[Python-ideas] Where did we go wrong with negative stride?

Mon Oct 28 04:05:11 CET 2013

]Steven D'Aprano <steve at pearwood.info>]
> ...
> I really like that view point, but it has a major problem. As
> beautifully elegant as the "cut between positions" model is for
> stride=1, it doesn't extend to non-unit strides. You cannot think about
> non-contiguous slices in terms of a pair of cuts at position <start> and
> <end>. I believe that the cleanest way to understand non-contiguous
> slices with stride > 1 is to think of array indices. That same model
> works for the negative stride case too.

"Cut between positions" in my view has nothing to do with the stride.
It's used to determine the portion of the sequence _to which_ the
stride applies.  From that portion, we take the first element, the
first + |stride|'th element, the first + |stride|*2'th element, and so
on.  Finally, if stride < 0, we reverse that sequence.  That's the
proposal.  It's simple and uniform.

> Further details below.

Not really needed - I already know exactly how slicing works in Python today ;-)

> ...
> But that's just a longer way of writing this:
>
>     s[1:8:2] => s[1] + s[3] + s[5] + s[7]
>     => 'bdfh'
>
> which I maintain is a cleaner way to think about non-unit step-sizes.

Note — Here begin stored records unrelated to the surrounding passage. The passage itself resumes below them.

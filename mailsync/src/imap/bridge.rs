//! # IMAP bridge
//!
//! Module dedicated to the pool of IMAP sessions. The [`ImapBridge`]
//! holds at most one session per user, each one watched by its own
//! [`IdleWorker`].

use std::{collections::HashMap, sync::Arc};

use futures::future::BoxFuture;
use tokio::{sync::Mutex, task::JoinHandle};
use tracing::{debug, info};

use super::{
    watch::IdleWorker, Credentials, Error, ImapClient, ImapConfig, ImapConnector, ImapSession,
    Result,
};
use crate::{observer::Emitter, user::UserId};

/// A logged in user.
struct ImapAccount {
    session: Arc<ImapSession>,
    watcher: JoinHandle<()>,
}

impl ImapAccount {
    async fn close(self) {
        self.watcher.abort();
        self.session.logout().await;
    }
}

/// The IMAP bridge.
pub struct ImapBridge {
    config: ImapConfig,
    connector: Arc<dyn ImapConnector>,
    emitter: Emitter,
    accounts: Mutex<HashMap<UserId, ImapAccount>>,
}

impl ImapBridge {
    pub fn new(config: ImapConfig, connector: Arc<dyn ImapConnector>, emitter: Emitter) -> Self {
        Self {
            config,
            connector,
            emitter,
            accounts: Mutex::default(),
        }
    }

    pub fn config(&self) -> &ImapConfig {
        &self.config
    }

    /// Open a session for the given user, and start its idle worker.
    ///
    /// An existing session of the same user is closed first. When
    /// concurrent logins of the same user race, the last one wins and
    /// the replaced sessions are closed.
    pub async fn login(&self, user: &UserId, credentials: Credentials) -> Result<()> {
        self.logout(user).await;

        let session = ImapSession::connect(
            user.clone(),
            credentials,
            self.config.find_mailbox(),
            self.connector.clone(),
        )
        .await?;
        let session = Arc::new(session);

        let watcher = IdleWorker::new(
            session.clone(),
            self.emitter.clone(),
            self.config.find_watch(),
        )
        .spawn();

        let account = ImapAccount { session, watcher };
        let prev = self.accounts.lock().await.insert(user.clone(), account);
        info!(%user, "user logged in");

        if let Some(prev) = prev {
            debug!(%user, "closing replaced IMAP session");
            prev.close().await;
        }

        Ok(())
    }

    /// Stop the idle worker of the given user, and close its session.
    ///
    /// Returns `false` if the user was not logged in.
    pub async fn logout(&self, user: &UserId) -> bool {
        let account = self.accounts.lock().await.remove(user);

        match account {
            Some(account) => {
                account.close().await;
                info!(%user, "user logged out");
                true
            }
            None => {
                debug!(%user, "user not logged in, nothing to logout");
                false
            }
        }
    }

    pub async fn is_logged_in(&self, user: &UserId) -> bool {
        self.accounts.lock().await.contains_key(user)
    }

    /// Return the session of the given user.
    pub async fn session(&self, user: &UserId) -> Result<Arc<ImapSession>> {
        self.accounts
            .lock()
            .await
            .get(user)
            .map(|account| account.session.clone())
            .ok_or_else(|| Error::SessionUnavailableError(user.clone()))
    }

    /// Execute the given operation on the session of the given user.
    ///
    /// See [`ImapSession::exec`].
    pub async fn exec<T, F>(&self, user: &UserId, op: F) -> Result<T>
    where
        T: Send,
        F: for<'a> Fn(&'a mut ImapClient) -> BoxFuture<'a, Result<T>> + Send + Sync,
    {
        self.session(user).await?.exec(op).await
    }
}

impl Drop for ImapBridge {
    fn drop(&mut self) {
        for account in self.accounts.get_mut().values() {
            account.watcher.abort();
        }
    }
}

As above, so do I.  start:stop just delineates the subsequence to
which the stride applies.

> It's certainly *shorter* to think of indexing rather than repeated thin
> slices,

And I don't have "repeated thin slices" in mind at all.

> ....
> If you are expecting differently, then (I believe) you are expecting
> that slices are closed on the *left* (lowest number), open on the
> *right* (highest number). But that's not what slices do. (Whether they
> *should* do it is another story.)

Guido started this thread precisely to ask what they should do.  We
already know what they _do_ do ;-)

>>
>> So I would prefer that the i:j in s[i:j:k] _always_ specify the
>> positions in play:
>>
>>
>> If i < 0:
>>     i += len(s)  # same as now
>> if j < 0:
>>     j += len(s)  # same as now
>> if i >= j:
>>     the slice is empty!  # this is different - the sign of k is irrelevant
>> else:
>>     the slice indices selected will be
>>         i, i + abs(k), i + 2*abs(k), ...
>>     up to but not including j
>>     if k is negative, this index sequence will be taken in reverse order

> In other words, you want negative strides to just mean "reverse the
> slice"

If they're given a ;meaning at all.

>. Perhaps that would have been a good design. But we already have
> two good idioms for reversing slices:
>
> reversed(seq[start:stop:step])

I'm often annoyed by `reversed()`, since it returns an iterator and
doesn't preserve the type of its argument.

>>> reversed('abc')
<reversed object at 0x00C722D0>

Oops!  OK, let's turn it back into a string:

>>> str(_)
'<reversed object at 0x00C722D0>'

LOL!  It's enough to make a guy give up ;-)  Yes, I know ''.join(_)
would have worked.

> seq[start:stop:step][::-1]

That's an improvement over seq[start:stop:-step]?  Na.

>> ...
>> So it's always a semi-open range, inclusive "at the left" and
>> exclusive "at the right".  But that's more a detail:

> It isn't a mere detail,

Not "mere", "more".

> it is the core of the change: changing from inclusive at the start
> to inclusive on the left,

No, the proposal says a[i:j:anything] is _empty_ if (after normalizing
negative i and/or negative j) i >= j.  "The start" and "the left" are
always the same thing under the proposal (where "the start" applies to
the input subsequence - which may be "the end" of the output
subsequence).

> which are not the same thing. This is a significant semantic change.

Yes, it is.

> (Of course it is. You don't like the current semantics, since they trick
> you into off-by-one errors for negative strides.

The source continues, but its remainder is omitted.